Bolivie. Le gouvernement réprime une marche et arrête le leader de l'organisation Tupac Katari
Publié le 11 Juin 2026
Publié le 11 juin 2026 /
L'arrestation a été publiquement confirmée par David Mamani, chef de l'organisation paysanne, qui a dénoncé une stratégie de persécution judiciaire et d'intimidation à l'encontre des militants qui réclament la démission du président Rodrigo Paz depuis 41 jours. L'arrestation de ce leader paysan de premier plan a eu lieu près de la Plaza Murillo, à la suite de la répression d'une marche des communautés quechua et aymara.
Le 41e jour des mobilisations populaires, la police bolivienne a procédé à l' arrestation du dirigeant de la Fédération départementale unifiée des travailleurs paysans de La Paz Túpac Katari , Vicente Salazar , au milieu des journées massives de mobilisation populaire qui secouent le centre du pouvoir.
L'arrestation de l'important leader paysan a eu lieu aux alentours de la Plaza Murillo après l'arrivée d'une grande marche de Quechuas et d'Aymaras du nord de Potosí, qui, avec des paysans de Túpac Catari, des organisations d'El Alto et le Centre des travailleurs boliviens (COB), réclament la fin des politiques néolibérales et la démission du président Rodrigo Paz.
Cependant, la police a utilisé des gaz lacrymogènes pour disperser la manifestation et a procédé à plusieurs arrestations. À ce jour, les autorités policières n'ont pas publié de rapport officiel sur le nombre d'arrestations.
L’arrestation a été publiquement confirmée par David Mamani , également dirigeant de l’organisation paysanne , qui a dénoncé l’action policière comme faisant partie d’une stratégie de persécution judiciaire et d’intimidation contre la base mobilisée.
Mamani a indiqué que les équipes de défense et les dirigeants syndicaux sont en état d'alerte permanente et mènent les procédures et enquêtes nécessaires avec les services de maintien de l'ordre afin de déterminer le nombre exact de travailleurs et de membres de la communauté détenus lors des manifestations de mercredi.
« Nous dénonçons ces événements qui suscitent une profonde inquiétude parmi nos membres et les organisations sociales, car ils sont perçus comme des actions visant à faire taire la voix de ceux qui représentent légitimement les revendications du peuple », a déclaré la Fédération départementale des travailleurs paysans Tupac Katari dans un communiqué de presse publié ultérieurement.
Avant son arrestation rue Loayza et son transfert ultérieur dans les cellules de la police, le leader paysan Vicente Salazar a réaffirmé la légitimité des revendications des communautés indigènes et a averti que la voie de l'Exécutif devait être orientée vers l'écoute du mandat des majorités sociales, sous peine de faire face à un bouleversement social imminent.
Salazar a fermement condamné la promulgation de la loi 1732 par le président Rodrigo Paz , qui réglemente les états d'exception sur le territoire national, la qualifiant de provocation ouverte contre les organisations populaires qui défendent aujourd'hui leurs droits historiques légitimes dans les rues.

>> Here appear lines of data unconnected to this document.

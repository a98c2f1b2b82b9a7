//! The pipeline's table set.

use crate::table::StateTable;
use nearcast_core::state::{ShopStats, SystemStats, UserState};

/// Singleton key for the system-stats table.
const GLOBAL: &str = "global";

/// Shard counts mirror the topic partition counts of the deployment this
/// replaces: user traffic is the hot path, shop stats see less churn, and
/// system stats is a singleton.
const USER_STATE_PARTITIONS: usize = 4;
const SHOP_STATS_PARTITIONS: usize = 2;

/// The three logical tables the stages operate on.
///
/// Shared as one `Arc<Tables>` across all stages; each table enforces its
/// own shard-level locking, and the worker pools guarantee that no two
/// events for the same key are in flight at once.
#[derive(Debug)]
pub struct Tables {
    /// Per-user state, keyed by user id. Written by the location and
    /// notification stages.
    pub user_states: StateTable<i64, UserState>,
    /// Per-shop aggregates, keyed by shop id. Written by the notification
    /// stage.
    pub shop_stats: StateTable<i64, ShopStats>,
    system_stats: StateTable<&'static str, SystemStats>,
}

impl Tables {
    /// Create the table set with its standard shard layout.
    #[must_use]
    pub fn new() -> Self {
        Self {
            user_states: StateTable::new("user_states", USER_STATE_PARTITIONS),
            shop_stats: StateTable::new("shop_stats", SHOP_STATS_PARTITIONS),
            system_stats: StateTable::new("system_stats", 1),
        }
    }

    /// Snapshot of the global aggregate.
    #[must_use]
    pub fn system_stats(&self) -> SystemStats {
        self.system_stats.get(&GLOBAL).unwrap_or_default()
    }

    /// Apply a read-modify-write to the global aggregate and return the
    /// updated snapshot.
    ///
    /// The update runs under the singleton shard's write lock; the analytics
    /// stage additionally routes all calls through a single worker, so the
    /// aggregate never loses increments.
    pub fn update_system_stats<F>(&self, apply: F) -> SystemStats
    where
        F: FnOnce(&mut SystemStats),
    {
        self.system_stats.update(GLOBAL, SystemStats::default, apply)
    }
}

impl Default for Tables {
    fn default() -> Self {
        Self::new()
    }
}

#[cfg(test)]
mod tests {
    #![allow(clippy::unwrap_used, clippy::expect_used, clippy::panic)] // Test code

    use super::*;
    use chrono::{TimeZone, Utc};

    #[test]
    fn system_stats_starts_zeroed() {
        let tables = Tables::new();
        let stats = tables.system_stats();
        assert_eq!(stats.total_events_processed, 0);
        assert_eq!(stats.total_notifications_sent, 0);
        assert!(stats.last_updated.is_none());
    }

    #[test]
    fn system_stats_updates_accumulate() {
        let tables = Tables::new();
        let ts = Utc.with_ymd_and_hms(2024, 6, 1, 12, 0, 0).unwrap();

        tables.update_system_stats(|s| {
            s.total_events_processed += 1;
            s.last_updated = Some(ts);
        });
        let stats = tables.update_system_stats(|s| s.total_events_processed += 1);

        assert_eq!(stats.total_events_processed, 2);
        assert_eq!(stats.last_updated, Some(ts));
    }
}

Dans les jours précédents, le secrétaire exécutif de la Fédération départementale unifiée des travailleurs paysans de La Paz Túpac Katari, Vicente Salazar Limachi, a catégoriquement démenti les déclarations officielles du régime de Rodrigo Paz , qui cherchaient à établir le faux récit d'une prétendue approche de l'organisation indigène à une table de négociation avec l'Exécutif.
Le leader indigène a qualifié les affirmations du gouvernement de manœuvre de désinformation grossière, précisant que ni l'organisation Túpac Katari ni l'organisation féminine Bartolina Sisa n'avaient entamé de dialogue, soumis de pétitions officielles ou demandé à négocier avec les représentants du palais présidentiel.
Salazar Limachi a critiqué les déclarations présidentielles et la mise en place des médias, affirmant qu'elles ne visaient qu'à semer la discorde interne et à briser l'unité de la résistance populaire dans les campagnes et les provinces.
Le leader paysan a affirmé que la base ne renoncerait pas à ses revendications historiques et ne se laisserait pas intimider par le discours officiel de criminalisation, réitérant que la seule condition pour mettre fin aux protestations sociales est l'arrêt immédiat des persécutions judiciaires , l'effacement des casiers judiciaires et la libération pure et simple de tous les frères qui restent aujourd'hui détenus illégalement dans des centres pénitentiaires tels que la prison de San Pedro.
Parallèlement, le mercredi 10 juin, le président de droite Rodrigo Paz a instrumentalisé politiquement la signature d'un accord d'infrastructure avec le maire d'El Alto, Eliser Roca, pour simuler une prétendue ouverture à la résolution pacifique des conflits, tout en durcissant son discours de persécution.
Tout en prônant le dialogue comme voie institutionnelle, le chef de l'État s'en est pris violemment aux organisations qui maintiennent les barrages routiers pour défendre leurs droits , lançant une menace ouverte aux secteurs mobilisés en déclarant textuellement : « Ce que je ne permettrai pas, c'est le narcoterrorisme. Sachez-le, comme je l'ai déjà dit, vos jours sont comptés. »
Source : teleSUR
* Image : Arrestation de Vicente Salazar, dirigeant de la Fédération des travailleurs paysans Tupac Katari de La Paz.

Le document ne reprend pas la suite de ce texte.